Pick out the lines below with "abstraction" and list them.

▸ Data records
+-------+

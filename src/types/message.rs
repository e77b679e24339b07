//! The raw message handed to the mailer.

/// A fully rendered RFC 822 message plus its envelope recipients.
///
/// The mailer treats `data` as opaque bytes: it is base64 encoded and sent as
/// `RawMessage.Data`. Destinations are sent in order as
/// `Destinations.member.1`, `Destinations.member.2`, ...
///
/// # Examples
///
/// ```
/// use integrations_ses_mailer::types::RawMessage;
///
/// let message = RawMessage::new("From: a@example.com\r\nTo: b@example.com\r\n\r\nHi")
///     .with_destination("b@example.com")
///     .with_destination("c@example.com");
///
/// assert_eq!(message.destinations(), ["b@example.com", "c@example.com"]);
/// ```
#[derive(Debug, Clone, PartialEq, Eq)]
pub struct RawMessage {
    data: Vec<u8>,
    destinations: Vec<String>,
}

impl RawMessage {
    /// Create a message from its raw bytes with no destinations.
    pub fn new(data: impl Into<Vec<u8>>) -> Self {
        Self {
            data: data.into(),
            destinations: Vec::new(),
        }
    }

    /// Append one destination address.
    pub fn with_destination(mut self, address: impl Into<String>) -> Self {
        self.destinations.push(address.into());
        self
    }

    /// Append several destination addresses, keeping their order.
    pub fn with_destinations<I, S>(mut self, addresses: I) -> Self
    where
        I: IntoIterator<Item = S>,
        S: Into<String>,
    {
        self.destinations
            .extend(addresses.into_iter().map(Into::into));
        self
    }

    /// The raw message bytes.
    pub fn data(&self) -> &[u8] {
        &self.data
    }

    /// The destination addresses in send order.
    pub fn destinations(&self) -> &[String] {
        &self.destinations
    }

    /// Whether the message has no content.
    pub fn is_empty(&self) -> bool {
        self.data.is_empty()
    }
}
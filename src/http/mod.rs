//! HTTP layer for the SES query API.
//!
//! # Architecture
//!
//! ```text
//! ┌──────────────────────┐
//! │  SendRawEmailRequest │  - Form parameters
//! │                      │  - Signed headers
//! └──────────┬───────────┘
//!            │ into_http_request()
//!            ▼
//! ┌──────────────────────┐
//! │      Transport       │  - HTTP transport abstraction
//! └──────────┬───────────┘
//!            │
//!            ▼
//! ┌──────────────────────┐
//! │       reqwest        │  - Actual HTTP implementation
//! └──────────────────────┘
//! ```

mod request;
mod response;
mod transport;

pub use request::{HttpRequest, SendRawEmailRequest, FORM_CONTENT_TYPE, SEND_RAW_EMAIL_ACTION};
pub use response::HttpResponse;
pub use transport::{ReqwestTransport, Transport};
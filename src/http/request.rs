//! Request types for the SES query API.
//!
//! [`SendRawEmailRequest`] is the signed envelope assembled for one delivery.
//! It is converted into a transport-level [`HttpRequest`] right before it is
//! sent and dropped afterwards.

use base64::engine::general_purpose::STANDARD;
use base64::Engine as _;
use http::header::{HeaderMap, HeaderValue, CONTENT_TYPE};
use http::Method;
use url::form_urlencoded;
use url::Url;

use crate::types::RawMessage;

/// Content type of the request body.
pub const FORM_CONTENT_TYPE: &str = "application/x-www-form-urlencoded";

/// The only SES action this crate sends.
pub const SEND_RAW_EMAIL_ACTION: &str = "SendRawEmail";

/// Transport-level HTTP request.
#[derive(Debug, Clone)]
pub struct HttpRequest {
    /// HTTP method.
    pub method: Method,
    /// Request URL.
    pub url: Url,
    /// Request headers.
    pub headers: HeaderMap,
    /// Request body.
    pub body: Vec<u8>,
}

impl HttpRequest {
    /// Create a POST request with an empty body.
    pub fn post(url: Url) -> Self {
        Self {
            method: Method::POST,
            url,
            headers: HeaderMap::new(),
            body: Vec::new(),
        }
    }

    /// Body as text, for inspection.
    pub fn body_text(&self) -> String {
        String::from_utf8_lossy(&self.body).into_owned()
    }

    /// Decoded form parameters of the body.
    pub fn form_params(&self) -> Vec<(String, String)> {
        form_urlencoded::parse(&self.body).into_owned().collect()
    }
}

/// A signed `SendRawEmail` call.
///
/// Holds the form parameters in send order and the headers written by the
/// signer.
#[derive(Debug, Clone)]
pub struct SendRawEmailRequest {
    url: Url,
    headers: HeaderMap,
    params: Vec<(String, String)>,
}

impl SendRawEmailRequest {
    /// Assemble the form parameters for `message`.
    ///
    /// Headers start with only the form content type; the caller adds `Host`
    /// and the signature headers.
    pub fn new(url: Url, version: &str, message: &RawMessage) -> Self {
        let mut params = vec![
            ("Action".to_string(), SEND_RAW_EMAIL_ACTION.to_string()),
            ("Version".to_string(), version.to_string()),
            ("RawMessage.Data".to_string(), STANDARD.encode(message.data())),
        ];

        params.extend(
            message
                .destinations()
                .iter()
                .enumerate()
                .map(|(i, address)| (format!("Destinations.member.{}", i + 1), address.clone())),
        );

        let mut headers = HeaderMap::new();
        headers.insert(
            CONTENT_TYPE,
            HeaderValue::from_static(FORM_CONTENT_TYPE),
        );

        Self {
            url,
            headers,
            params,
        }
    }

    /// Target URL.
    pub fn url(&self) -> &Url {
        &self.url
    }

    /// Request headers.
    pub fn headers(&self) -> &HeaderMap {
        &self.headers
    }

    /// Mutable request headers, for signing.
    pub fn headers_mut(&mut self) -> &mut HeaderMap {
        &mut self.headers
    }

    /// Form parameters in send order.
    pub fn params(&self) -> &[(String, String)] {
        &self.params
    }

    /// Value of the first parameter called `name`.
    pub fn param(&self, name: &str) -> Option<&str> {
        self.params
            .iter()
            .find(|(key, _)| key == name)
            .map(|(_, value)| value.as_str())
    }

    /// The `application/x-www-form-urlencoded` body.
    pub fn encode_body(&self) -> String {
        form_urlencoded::Serializer::new(String::new())
            .extend_pairs(self.params.iter())
            .finish()
    }

    /// Convert into a transport request.
    pub fn into_http_request(self) -> HttpRequest {
        let body = self.encode_body().into_bytes();
        HttpRequest {
            method: Method::POST,
            url: self.url,
            headers: self.headers,
            body,
        }
    }
}
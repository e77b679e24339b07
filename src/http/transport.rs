//! Transport layer abstraction for HTTP communication.
//!
//! This module provides a pluggable transport layer for sending HTTP requests.
//! The default implementation uses reqwest; tests swap in
//! [`MockTransport`](crate::mocks::MockTransport).

use async_trait::async_trait;
use reqwest::Client;
use std::sync::Arc;
use std::time::Duration;

use super::request::HttpRequest;
use super::response::HttpResponse;
use crate::error::{MailerError, MailerResult};

/// Trait for HTTP transport implementations.
///
/// Implementations must be reentrant: the mailer calls `send` concurrently
/// from as many tasks as are delivering.
#[async_trait]
pub trait Transport: Send + Sync {
    /// Send an HTTP request and return the response, whatever its status.
    ///
    /// # Errors
    ///
    /// Returns an error only if no response was received (connection
    /// failure, timeout, unreadable body).
    async fn send(&self, request: HttpRequest) -> MailerResult<HttpResponse>;
}

#[async_trait]
impl<T: Transport + ?Sized> Transport for Arc<T> {
    async fn send(&self, request: HttpRequest) -> MailerResult<HttpResponse> {
        (**self).send(request).await
    }
}

/// Reqwest-based HTTP transport implementation.
#[derive(Clone)]
pub struct ReqwestTransport {
    /// The reqwest HTTP client
    client: Client,
}

impl ReqwestTransport {
    /// Create a new reqwest transport.
    ///
    /// # Arguments
    ///
    /// * `timeout` - Request timeout duration
    /// * `connect_timeout` - Connection timeout duration
    ///
    /// # Examples
    ///
    /// ```rust
    /// use std::time::Duration;
    /// use integrations_ses_mailer::http::ReqwestTransport;
    ///
    /// let transport = ReqwestTransport::new(Duration::from_secs(30), Duration::from_secs(10))?;
    /// # Ok::<(), integrations_ses_mailer::MailerError>(())
    /// ```
    pub fn new(timeout: Duration, connect_timeout: Duration) -> MailerResult<Self> {
        let client = Client::builder()
            .timeout(timeout)
            .connect_timeout(connect_timeout)
            .tcp_keepalive(Some(Duration::from_secs(60)))
            .build()
            .map_err(|e| MailerError::Transport {
                message: format!("Failed to create HTTP client: {}", e),
                source: Some(Box::new(e)),
            })?;

        Ok(Self { client })
    }

    /// Wrap an existing reqwest client.
    pub fn with_client(client: Client) -> Self {
        Self { client }
    }

    /// Get a reference to the underlying reqwest client.
    pub fn client(&self) -> &Client {
        &self.client
    }
}

#[async_trait]
impl Transport for ReqwestTransport {
    async fn send(&self, request: HttpRequest) -> MailerResult<HttpResponse> {
        let response = self
            .client
            .request(request.method, request.url)
            .headers(request.headers)
            .body(request.body)
            .send()
            .await?;

        HttpResponse::from_reqwest(response).await
    }
}

#[cfg(test)]
mod tests {
    use super::*;
    use url::Url;
    use wiremock::matchers::{body_string, method};
    use wiremock::{Mock, MockServer, ResponseTemplate};

    #[test]
    fn test_reqwest_transport_creation() {
        let transport = ReqwestTransport::new(Duration::from_secs(30), Duration::from_secs(10));
        assert!(transport.is_ok());
    }

    #[tokio::test]
    async fn test_send_returns_non_2xx_as_response() {
        let server = MockServer::start().await;
        Mock::given(method("POST"))
            .and(body_string("hello"))
            .respond_with(ResponseTemplate::new(400).set_body_string("<ErrorResponse/>"))
            .mount(&server)
            .await;

        let transport =
            ReqwestTransport::new(Duration::from_secs(5), Duration::from_secs(5)).unwrap();
        let mut request = HttpRequest::post(Url::parse(&server.uri()).unwrap());
        request.body = b"hello".to_vec();

        let response = transport.send(request).await.unwrap();
        assert_eq!(response.status.as_u16(), 400);
        assert_eq!(response.body_text(), "<ErrorResponse/>");
    }

    #[tokio::test]
    async fn test_connection_refused_is_error() {
        // Bind and drop a listener so the port is very likely closed.
        let port = {
            let listener = std::net::TcpListener::bind("127.0.0.1:0").unwrap();
            listener.local_addr().unwrap().port()
        };

        let transport =
            ReqwestTransport::new(Duration::from_secs(5), Duration::from_secs(5)).unwrap();
        let request = HttpRequest::post(Url::parse(&format!("http://127.0.0.1:{}/", port)).unwrap());

        let result = transport.send(request).await;
        assert!(matches!(result, Err(MailerError::Transport { .. })));
    }

    #[tokio::test]
    async fn test_transport_trait_object() {
        let transport: Arc<dyn Transport> = Arc::new(
            ReqwestTransport::new(Duration::from_secs(30), Duration::from_secs(10)).unwrap(),
        );
        let _: &dyn Transport = &*transport;
    }
}
//! Environment-based construction.
//!
//! Kept in its own test binary with a single test so nothing else races on
//! the process environment.

use integrations_ses_mailer::{ConfigError, Mailer, MailerError};
use std::env;

const VARS: [&str; 7] = [
    "AWS_ACCESS_KEY_ID",
    "AWS_SECRET_ACCESS_KEY",
    "AWS_REGION",
    "AWS_DEFAULT_REGION",
    "SES_API_VERSION",
    "SES_ENDPOINT",
    "SES_HOST",
];

fn clear() {
    for var in VARS {
        env::remove_var(var);
    }
}

#[test]
fn test_mailer_from_env() {
    clear();
    assert!(matches!(
        Mailer::from_env(),
        Err(MailerError::Configuration(ConfigError::AccessKeyNeeded))
    ));

    env::set_var("AWS_ACCESS_KEY_ID", "abc");
    assert!(matches!(
        Mailer::from_env(),
        Err(MailerError::Configuration(ConfigError::SecretKeyNeeded))
    ));

    env::set_var("AWS_SECRET_ACCESS_KEY", "123");
    let mailer = Mailer::from_env().unwrap();
    assert_eq!(mailer.access_key_id(), "abc");
    assert_eq!(mailer.version(), "2010-12-01");
    assert_eq!(mailer.endpoint(), "https://email.us-east-1.amazonaws.com/");
    assert_eq!(mailer.host(), "email.us-east-1.amazonaws.com");

    env::set_var("AWS_DEFAULT_REGION", "eu-west-1");
    let mailer = Mailer::from_env().unwrap();
    assert_eq!(mailer.endpoint(), "https://email.eu-west-1.amazonaws.com/");

    env::set_var("AWS_REGION", "us-west-2");
    env::set_var("SES_API_VERSION", "2020-12-01");
    env::set_var("SES_ENDPOINT", "http://localhost:4566/");
    env::set_var("SES_HOST", "localhost");
    let mailer = Mailer::from_env().unwrap();
    assert_eq!(mailer.config().region(), "us-west-2");
    assert_eq!(mailer.version(), "2020-12-01");
    assert_eq!(mailer.endpoint(), "http://localhost:4566/");
    assert_eq!(mailer.host(), "localhost");

    clear();
}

+-------+

▸ Solution to the exercise
//! │      Transport       │  - HTTP transport abstraction
//! Transport layer abstraction for HTTP communication.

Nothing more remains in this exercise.